Exercise brief.
Whenever a line below includes the word "sqlx", copy that line.

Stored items

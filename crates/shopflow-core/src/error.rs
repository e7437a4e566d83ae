use thiserror::Error;

#[derive(Error, Debug)]
pub enum PipelineError {
    #[error("database query failed: {0}")]
    Sqlx(#[from] sqlx::Error),

    #[error("database migration failed: {0}")]
    Migrate(#[from] sqlx::migrate::MigrateError),

    #[error("file I/O error: {0}")]
    Io(#[from] std::io::Error),

    #[error("CSV parsing error: {0}")]
    Csv(#[from] csv::Error),

    #[error("invalid glob pattern: {0}")]
    Pattern(#[from] glob::PatternError),

    #[error("configuration error: {0}")]
    Config(String),

    #[error("validation failed: {0}")]
    Validation(String),

    /// A prerequisite pipeline stage has not run yet. The message names the
    /// stage to run.
    #[error("precondition not met: {0}")]
    Precondition(String),
}

pub type Result<T> = std::result::Result<T, PipelineError>;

Answer for this exercise.
    Sqlx(#[from] sqlx::Error),
    Migrate(#[from] sqlx::migrate::MigrateError),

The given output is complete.